This one is quite good and has even been picked up by Clark Whelton (on his email list). At https://phys.org/news/2019-10-fossil-trove-life-fast-recovery.html … and concerns a fascinating fossil bed being investigated in Colorado which is said to date from not long after the K/T boundary event (which with a bit of twitching might even be said to have been laid down at the same time). However, giving the authors the benefit of the doubt, and accepting that geology is laid down in a gradualist manner, the finds are said to show that life on land bounced back extraordinarily quickly – much more quickly so than in the marine environment. Colorado is of course upwind of Chicxulub but we may ignore that fact for the moment – even though mainstream accept the K/T event was catastrophic in nature and should therefore have laid down sedimentary layers rapidly.
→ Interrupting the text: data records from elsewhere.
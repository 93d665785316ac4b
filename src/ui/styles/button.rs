// SPDX-License-Identifier: MPL-2.0
//! Centralized button styles.

use crate::ui::design_tokens::{
    palette::{self, WHITE},
    radius, shadow,
};
use iced::widget::button;
use iced::{Background, Border, Color, Theme};

/// Style for selected/active button state.
/// Uses the brand colors for consistent appearance across light/dark themes.
/// Use this for selected states in toggle groups.
pub fn selected(theme: &Theme, status: button::Status) -> button::Style {
    let is_light = matches!(theme, Theme::Light);

    match status {
        button::Status::Active | button::Status::Pressed => button::Style {
            background: Some(Background::Color(palette::PRIMARY_500)),
            text_color: WHITE,
            border: Border {
                color: palette::PRIMARY_600,
                width: 1.0,
                radius: radius::SM.into(),
            },
            shadow: shadow::SM,
            snap: true,
        },
        button::Status::Hovered => button::Style {
            background: Some(Background::Color(palette::PRIMARY_400)),
            text_color: WHITE,
            border: Border {
                color: palette::PRIMARY_500,
                width: 1.0,
                radius: radius::SM.into(),
            },
            shadow: shadow::MD,
            snap: true,
        },
        button::Status::Disabled => button::Style {
            background: Some(Background::Color(if is_light {
                palette::GRAY_200
            } else {
                palette::GRAY_700
            })),
            text_color: palette::GRAY_400,
            border: Border {
                color: palette::GRAY_400,
                width: 1.0,
                radius: radius::SM.into(),
            },
            shadow: shadow::NONE,
            snap: true,
        },
    }
}

/// Style for unselected/secondary button state.
/// Adapts to light/dark theme while maintaining consistency.
/// Use this for unselected states in toggle groups and menu entries.
pub fn unselected(theme: &Theme, status: button::Status) -> button::Style {
    let is_light = matches!(theme, Theme::Light);

    let (bg_color, text_color, border_color) = if is_light {
        (palette::GRAY_100, palette::GRAY_900, palette::GRAY_400)
    } else {
        (palette::GRAY_700, WHITE, palette::GRAY_400)
    };

    match status {
        button::Status::Active | button::Status::Pressed => button::Style {
            background: Some(Background::Color(bg_color)),
            text_color,
            border: Border {
                color: border_color,
                width: 1.0,
                radius: radius::SM.into(),
            },
            shadow: shadow::NONE,
            snap: true,
        },
        button::Status::Hovered => {
            let hover_bg = if is_light {
                palette::GRAY_200
            } else {
                Color::from_rgb(0.35, 0.35, 0.35)
            };
            button::Style {
                background: Some(Background::Color(hover_bg)),
                text_color,
                border: Border {
                    color: palette::PRIMARY_500,
                    width: 1.0,
                    radius: radius::SM.into(),
                },
                shadow: shadow::SM,
                snap: true,
            }
        }
        button::Status::Disabled => button::Style {
            background: Some(Background::Color(if is_light {
                palette::GRAY_100
            } else {
                palette::GRAY_700
            })),
            text_color: palette::GRAY_400,
            border: Border {
                color: palette::GRAY_400,
                width: 1.0,
                radius: radius::SM.into(),
            },
            shadow: shadow::NONE,
            snap: true,
        },
    }
}
// SPDX-License-Identifier: MPL-2.0
//! Playback states as reported by the player coordinator.

/// Represents the current playback state of the player.
#[derive(Debug, Clone, Copy, PartialEq, Eq, Default)]
pub enum PlaybackState {
    /// Nothing is playing (no media, or playback finished).
    #[default]
    Stopped,
    /// Media is currently playing.
    Playing,
    /// Media is paused at the current position.
    Paused,
    /// Playback failed; the player cannot continue without intervention.
    Error,
}

impl PlaybackState {
    /// Returns true if the player is currently playing.
    #[must_use]
    pub fn is_playing(self) -> bool {
        matches!(self, Self::Playing)
    }

    /// Returns true if the player is paused.
    #[must_use]
    pub fn is_paused(self) -> bool {
        matches!(self, Self::Paused)
    }

    /// Returns true if the player is stopped.
    #[must_use]
    pub fn is_stopped(self) -> bool {
        matches!(self, Self::Stopped)
    }

    /// Returns true if playback is in the error state.
    #[must_use]
    pub fn is_error(self) -> bool {
        matches!(self, Self::Error)
    }
}
//! Package import graph extraction.
//!
//! This crate resolves module boundaries from descriptor files (`go.mod`,
//! `Cargo.toml`, `pyproject.toml`, `package.json`), extracts each source
//! file's package and imports, and merges them into one [`ImportGraph`].
//!
//! # Examples
//!
//! ```no_run
//! use pkgmetrics_core::ParserRegistry;
//! use pkgmetrics_import_graph::{AnalyzeOptions, Analyzer, print_graph};
//! use std::io::{BufWriter, Write};
//! use std::path::Path;
//!
//! # fn main() -> anyhow::Result<()> {
//! let root = Path::new("/path/to/project");
//! let registry = ParserRegistry::new();
//! let analysis = Analyzer::new(&registry, AnalyzeOptions::default()).run(root)?;
//!
//! let mut stdout = BufWriter::new(std::io::stdout());
//! print_graph(&mut stdout, &analysis, root)?;
//! stdout.flush()?;
//! # Ok(())
//! # }
//! ```

mod analyzer;
mod config;
mod extractor;
mod graph;
mod modules;
mod reporter;

// Re-export public API
pub use analyzer::{Analysis, AnalyzeOptions, Analyzer, analyze};
pub use config::{Config, OutputFormat};
pub use extractor::{FileImports, canonical_package, extract_file, package_path_prefix, unquote};
pub use graph::{GraphAssembler, ImportGraph};
pub use modules::{Module, ModuleMap, module_identifier, resolve_modules};
pub use reporter::{print_diagnostics, print_graph, print_graph_json, relativize_to_cwd};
The story does have a nice human angle. The fossils come from steep bluffs near Colorado Springs (see www.corralbluffs.org/ ) where the hunt for fossils was unproductive at first as they were looking for pieces of bone. When they happened to switch focus and started cracking open concretions they discovered fossilised skulls and bones of animals – in apparent abundance. Why they were fossilised into concretions, and by what process, or what kind of rock encased the fossils is not illuminated in the press release (or abstract) – but see https://science.sciencemag.org/content/early/2019/10/23/science.aay2268. It seems the region had been thickly forested when the asteroid struck, home to dinosaurs such as T. Rex. Mammals were very small in comparison – mainly of the rodent variety. Not long after K/T the environment was blanketed with ferns and rodents were still the norm. However, just 100,000 years after K/T this had all changed and mammals had got a bit bigger. By 300,000 years ago this had all changed and walnut trees had evolved and branched out and mammals had become plant eaters and were as big as a beaver. By 700,000 years ago legume plants appear (forerunners of peas and beans) and mammals are said to be bigger still. One is left thinking this might represent some massaging of the strata. It is a perfect uniformitarian interpretation. Catastrophism would demand it all happened in one event and the fact the bluffs also embrace the K/T boundary one can only think the whole bluffs were laid down at that time – somewhat like what occurred at the Mount St Helens eruption.
The researchers claim the bluffs were laid down over hundreds of thousands of years and during this process of gradual laying down of the strata mammals changed from mice size to beaver size – and plants evolved also. However, from a catastrophist perspective the bluffs may have been laid down much more quickly and dividing the fossils into size (like eggs are graded by farmers) might be a misnomer. In order to dispute such a uniformitarian interpretation one must be able to point to mammals as big as beavers prior to K/T. They do not seem to exist. Also, as we shall see, walnut trees (or their ancestors) and legumes (and their ancestors). In other words, were modern plants and trees evolving even during the Cretaceous and managed to survive the impact event (seeds). It is a moot question.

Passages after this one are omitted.